▶ [Exercise goal]: Go through the entries below and copy each line containing the word "false".

Stored items

********

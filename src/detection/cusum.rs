//! Cumulative Sum (CUSUM) chart for detecting small persistent shifts in process mean.
//!
//! # Algorithm
//!
//! Given observations x_1, x_2, ... with target mean mu_0 and standard
//! deviation sigma, with reference value K = k·sigma and decision interval
//! H = h·sigma (both in measurement units):
//!
//! ```text
//! C+(i) = max(0, C+(i-1) + (x_i - mu_0 - K))
//! C-(i) = max(0, C-(i-1) + (mu_0 - K - x_i))
//! ```
//!
//! A signal is generated when `C+(i) > H` (upward shift) or `C-(i) > H`
//! (downward shift). The accumulator that signalled restarts at zero so a
//! sustained shift does not re-signal on every subsequent point; the other
//! accumulator is left as it was.
//!
//! # Parameters
//!
//! - **k**: reference value (allowance) in sigma units, typically 0.5
//!   (designed to detect a 1-sigma shift)
//! - **h**: decision interval in sigma units, typically 4 or 5
//!
//! # Reference
//!
//! Page, E.S. (1954). "Continuous inspection schemes", *Biometrika* 41(1-2), pp. 100-115.

use tracing::debug;

use crate::spc::{Measurement, RuleId, Severity, Violation};

/// CUSUM accumulators for one analyte, in measurement units.
///
/// Carried across calls for the lifetime of a monitoring session and reset
/// only on explicit operator action.
#[derive(Debug, Clone, Copy, Default, PartialEq)]
pub struct CusumState {
    /// Upper cumulative sum C+.
    pub c_plus: f64,
    /// Lower cumulative sum C-.
    pub c_minus: f64,
}

impl CusumState {
    pub fn reset(&mut self) {
        *self = Self::default();
    }
}

/// CUSUM chart parameters.
///
/// Implements the tabular (two-sided) CUSUM procedure for detecting
/// both upward and downward shifts in a process mean.
///
/// # Examples
///
/// ```
/// use u_labqc::detection::{Cusum, CusumState};
///
/// // mu = 1.0, sigma = 0.05, k = 0.5 sigma, h = 4 sigma
/// let cusum = Cusum::with_params(1.0, 0.05, 0.5, 4.0).unwrap();
/// let mut state = CusumState::default();
///
/// let first = cusum.update(&mut state, 1.1);
/// assert!((first.c_plus - 0.075).abs() < 1e-9);
/// assert!(!first.upper_signal);
///
/// cusum.update(&mut state, 1.1);
/// let third = cusum.update(&mut state, 1.1);
/// assert!(third.upper_signal);
/// assert_eq!(state.c_plus, 0.0); // restarted after signalling
/// ```
///
/// # Reference
///
/// Page, E.S. (1954). "Continuous inspection schemes", *Biometrika* 41(1-2).
#[derive(Debug, Clone, PartialEq)]
pub struct Cusum {
    /// Target process mean (mu_0).
    target: f64,
    /// Known process standard deviation (sigma).
    sigma: f64,
    /// Reference value in sigma units, default 0.5.
    k: f64,
    /// Decision interval in sigma units, default 4.0.
    h: f64,
}

/// Result of feeding one observation into the CUSUM.
#[derive(Debug, Clone, PartialEq)]
pub struct CusumResult {
    /// Upper cumulative sum after this observation, before any restart.
    pub c_plus: f64,
    /// Lower cumulative sum after this observation, before any restart.
    pub c_minus: f64,
    /// C+ exceeded the decision interval.
    pub upper_signal: bool,
    /// C- exceeded the decision interval.
    pub lower_signal: bool,
}

impl CusumResult {
    pub fn signal(&self) -> bool {
        self.upper_signal || self.lower_signal
    }
}

impl Cusum {
    /// Creates a new CUSUM chart with the given target mean and standard deviation.
    ///
    /// Uses default parameters k=0.5 and h=4.0.
    ///
    /// # Returns
    ///
    /// `None` if `sigma` is not positive or finite, or if `target` is not finite.
    pub fn new(target: f64, sigma: f64) -> Option<Self> {
        Self::with_params(target, sigma, 0.5, 4.0)
    }

    /// Creates a CUSUM chart with custom k and h parameters.
    ///
    /// # Parameters
    ///
    /// - `target`: Process target mean (mu_0)
    /// - `sigma`: Process standard deviation (must be positive and finite)
    /// - `k`: Reference value in sigma units (must be non-negative and finite)
    /// - `h`: Decision interval in sigma units (must be positive and finite)
    ///
    /// # Returns
    ///
    /// `None` if any parameter is invalid.
    pub fn with_params(target: f64, sigma: f64, k: f64, h: f64) -> Option<Self> {
        if !target.is_finite() {
            return None;
        }
        if !sigma.is_finite() || sigma <= 0.0 {
            return None;
        }
        if !k.is_finite() || k < 0.0 {
            return None;
        }
        if !h.is_finite() || h <= 0.0 {
            return None;
        }
        Some(Self {
            target,
            sigma,
            k,
            h,
        })
    }

    /// Reference value K in measurement units.
    pub fn slack(&self) -> f64 {
        self.k * self.sigma
    }

    /// Decision interval H in measurement units.
    pub fn decision_interval(&self) -> f64 {
        self.h * self.sigma
    }

    /// Feeds one observation, mutating `state` in place.
    ///
    /// A non-finite observation leaves the state unchanged and never signals.
    ///
    /// # Complexity
    ///
    /// Time: O(1)
    pub fn update(&self, state: &mut CusumState, x: f64) -> CusumResult {
        if !x.is_finite() {
            return CusumResult {
                c_plus: state.c_plus,
                c_minus: state.c_minus,
                upper_signal: false,
                lower_signal: false,
            };
        }

        let slack = self.slack();
        let limit = self.decision_interval();
        let c_plus = (state.c_plus + (x - self.target - slack)).max(0.0);
        let c_minus = (state.c_minus + (self.target - slack - x)).max(0.0);

        let upper_signal = c_plus > limit;
        let lower_signal = c_minus > limit;

        state.c_plus = if upper_signal { 0.0 } else { c_plus };
        state.c_minus = if lower_signal { 0.0 } else { c_minus };

        CusumResult {
            c_plus,
            c_minus,
            upper_signal,
            lower_signal,
        }
    }

    /// Feeds one measurement and returns the resulting violations.
    pub fn evaluate(&self, state: &mut CusumState, measurement: &Measurement) -> Vec<Violation> {
        let step = self.update(state, measurement.value);
        debug!(
            analyte = %measurement.analyte_id,
            run_index = measurement.run_index,
            c_plus = step.c_plus,
            c_minus = step.c_minus,
            "cusum updated"
        );

        let mut violations = Vec::new();
        if step.upper_signal {
            violations.push(Violation {
                analyte_id: measurement.analyte_id.clone(),
                run_index: measurement.run_index,
                rule_id: RuleId::CusumUpper,
                severity: Severity::Critical,
                description: format!(
                    "Upward shift detected (CUSUM+ = {:.4} > h = {:.4})",
                    step.c_plus,
                    self.decision_interval()
                ),
                recommended_action: "REJECT - Sustained upward shift".to_string(),
                statistic: step.c_plus,
            });
        }
        if step.lower_signal {
            violations.push(Violation {
                analyte_id: measurement.analyte_id.clone(),
                run_index: measurement.run_index,
                rule_id: RuleId::CusumLower,
                severity: Severity::Critical,
                description: format!(
                    "Downward shift detected (CUSUM- = {:.4} > h = {:.4})",
                    step.c_minus,
                    self.decision_interval()
                ),
                recommended_action: "REJECT - Sustained downward shift".to_string(),
                statistic: step.c_minus,
            });
        }
        violations
    }

    /// Replays a sequence through a fresh state and returns every step.
    ///
    /// # Examples
    ///
    /// ```
    /// use u_labqc::detection::Cusum;
    ///
    /// let cusum = Cusum::new(10.0, 1.0).unwrap();
    /// // Data with upward shift
    /// let mut data: Vec<f64> = vec![10.0; 10];
    /// data.extend(vec![12.0; 10]); // shift of 2 sigma
    /// let signals = cusum.signal_points(&data);
    /// assert!(!signals.is_empty()); // shift detected
    /// ```
    ///
    /// # Complexity
    ///
    /// Time: O(n), Space: O(n)
    pub fn analyze(&self, data: &[f64]) -> Vec<CusumResult> {
        let mut state = CusumState::default();
        data.iter().map(|&x| self.update(&mut state, x)).collect()
    }

    /// Returns the indices of observations where a CUSUM signal occurred.
    ///
    /// # Complexity
    ///
    /// Time: O(n), Space: O(k) where k is the number of signal points
    pub fn signal_points(&self, data: &[f64]) -> Vec<usize> {
        self.analyze(data)
            .into_iter()
            .enumerate()
            .filter(|(_, r)| r.signal())
            .map(|(i, _)| i)
            .collect()
    }
}
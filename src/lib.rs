//! # u-labqc
//!
//! Statistical quality control for clinical laboratory analytes: Westgard
//! multi-rules, CUSUM and EWMA shift detection, drift and outlier tests,
//! and Six Sigma method classification.
//!
//! Measurements are fed one at a time per analyte; every push runs the full
//! detector battery and returns an ordered, de-duplicated list of
//! violations. Sigma classification is computed on demand.
//!
//! ## Modules
//!
//! - [`spc`] — measurements, the bounded window, and Westgard rules
//! - [`detection`] — CUSUM, EWMA, linear drift and modified z-score outliers
//! - [`capability`] — sigma metric, quality tier, batch Bias/CV
//! - [`monitor`] — per-analyte monitors, the multi-analyte engine, aggregation
//! - [`regression`] — simple OLS used by the drift test
//! - [`config`] — serde-loadable per-analyte configuration
//! - [`error`] — the crate error type
//!
//! ## Example
//!
//! ```
//! use u_labqc::config::{AnalyteConfig, AnalyteProfile};
//! use u_labqc::monitor::QcEngine;
//! use u_labqc::spc::{Measurement, Severity};
//!
//! let mut engine = QcEngine::new();
//! let profile = AnalyteProfile::new("creatinine", 1.0, 0.05, 15.0)?;
//! engine.register(AnalyteConfig::new(profile))?;
//!
//! let report = engine.evaluate("creatinine", Measurement::new("creatinine", 1, 1.175))?;
//! assert_eq!(report.max_severity(), Some(Severity::Critical));
//! # Ok::<(), u_labqc::QcError>(())
//! ```
//!
//! The crate emits `tracing` events and never installs a subscriber.

pub mod capability;
pub mod config;
pub mod detection;
pub mod error;
pub mod monitor;
pub mod regression;
pub mod spc;

pub use error::{QcError, Result};
//! Ordinary least squares for the drift test.
//!
//! Fits y = intercept + slope · x and tests H₀: slope = 0 with a two-sided
//! t-test on n − 2 degrees of freedom.
//!
//! # Examples
//!
//! ```
//! use u_labqc::regression::simple_linear_regression;
//!
//! let x = [1.0, 2.0, 3.0, 4.0, 5.0];
//! let y = [2.1, 3.9, 6.1, 7.9, 10.1];
//! let result = simple_linear_regression(&x, &y).unwrap();
//! assert!((result.slope - 2.0).abs() < 0.1);
//! assert!(result.r_squared > 0.99);
//! assert!(result.slope_p < 0.01);
//! ```

use u_numflow::special;
use u_numflow::stats;

/// Result of a simple linear regression: y = intercept + slope · x.
#[derive(Debug, Clone)]
pub struct SimpleRegressionResult {
    /// Slope coefficient (β₁).
    pub slope: f64,
    /// Intercept (β₀).
    pub intercept: f64,
    /// Coefficient of determination (R²).
    pub r_squared: f64,
    /// Standard error of the slope.
    pub slope_se: f64,
    /// t-statistic for slope (H₀: β₁ = 0).
    pub slope_t: f64,
    /// Two-sided p-value for slope.
    pub slope_p: f64,
    /// Residual standard error (√(SSE/(n-2))).
    pub residual_se: f64,
    /// Sample size.
    pub n: usize,
}

impl SimpleRegressionResult {
    /// Fitted value at `x`.
    pub fn predict(&self, x: f64) -> f64 {
        self.intercept + self.slope * x
    }
}

/// Computes simple linear regression (OLS closed-form).
///
/// # Algorithm
///
/// β₁ = cov(x,y) / var(x)
/// β₀ = ȳ - β₁·x̄
///
/// An exact fit (zero residuals) has zero slope standard error; the slope is
/// then reported significant (p = 0) unless it is itself zero (p = 1).
///
/// # Returns
///
/// `None` if fewer than 3 observations, slices differ in length, x has zero
/// variance, or inputs contain non-finite values.
///
/// # References
///
/// Draper & Smith (1998). "Applied Regression Analysis", 3rd edition.
pub fn simple_linear_regression(x: &[f64], y: &[f64]) -> Option<SimpleRegressionResult> {
    let n = x.len();
    if n < 3 || n != y.len() {
        return None;
    }
    if x.iter().any(|v| !v.is_finite()) || y.iter().any(|v| !v.is_finite()) {
        return None;
    }

    let x_mean = stats::mean(x)?;
    let y_mean = stats::mean(y)?;
    let x_var = stats::variance(x)?;
    let cov = stats::covariance(x, y)?;

    if x_var < 1e-300 {
        return None; // zero variance in x
    }

    let slope = cov / x_var;
    let intercept = y_mean - slope * x_mean;

    let ss_res: f64 = x
        .iter()
        .zip(y.iter())
        .map(|(&xi, &yi)| (yi - (intercept + slope * xi)).powi(2))
        .sum();
    let ss_tot: f64 = y.iter().map(|&yi| (yi - y_mean).powi(2)).sum();

    let df_res = n as f64 - 2.0;

    let r_squared = if ss_tot > 1e-300 {
        1.0 - ss_res / ss_tot
    } else {
        1.0
    };

    let mse = ss_res / df_res;
    let residual_se = mse.sqrt();

    let ss_x: f64 = x.iter().map(|&xi| (xi - x_mean).powi(2)).sum();
    let slope_se = (mse / ss_x).sqrt();

    let (slope_t, slope_p) = if slope_se > 1e-300 {
        let t = slope / slope_se;
        (t, 2.0 * (1.0 - special::t_distribution_cdf(t.abs(), df_res)))
    } else if slope.abs() > 1e-300 {
        (f64::INFINITY.copysign(slope), 0.0)
    } else {
        (0.0, 1.0)
    };

    Some(SimpleRegressionResult {
        slope,
        intercept,
        r_squared,
        slope_se,
        slope_t,
        slope_p: slope_p.clamp(0.0, 1.0),
        residual_se,
        n,
    })
}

********

▶ [Response to this exercise]:
                upper_signal: false,
                lower_signal: false,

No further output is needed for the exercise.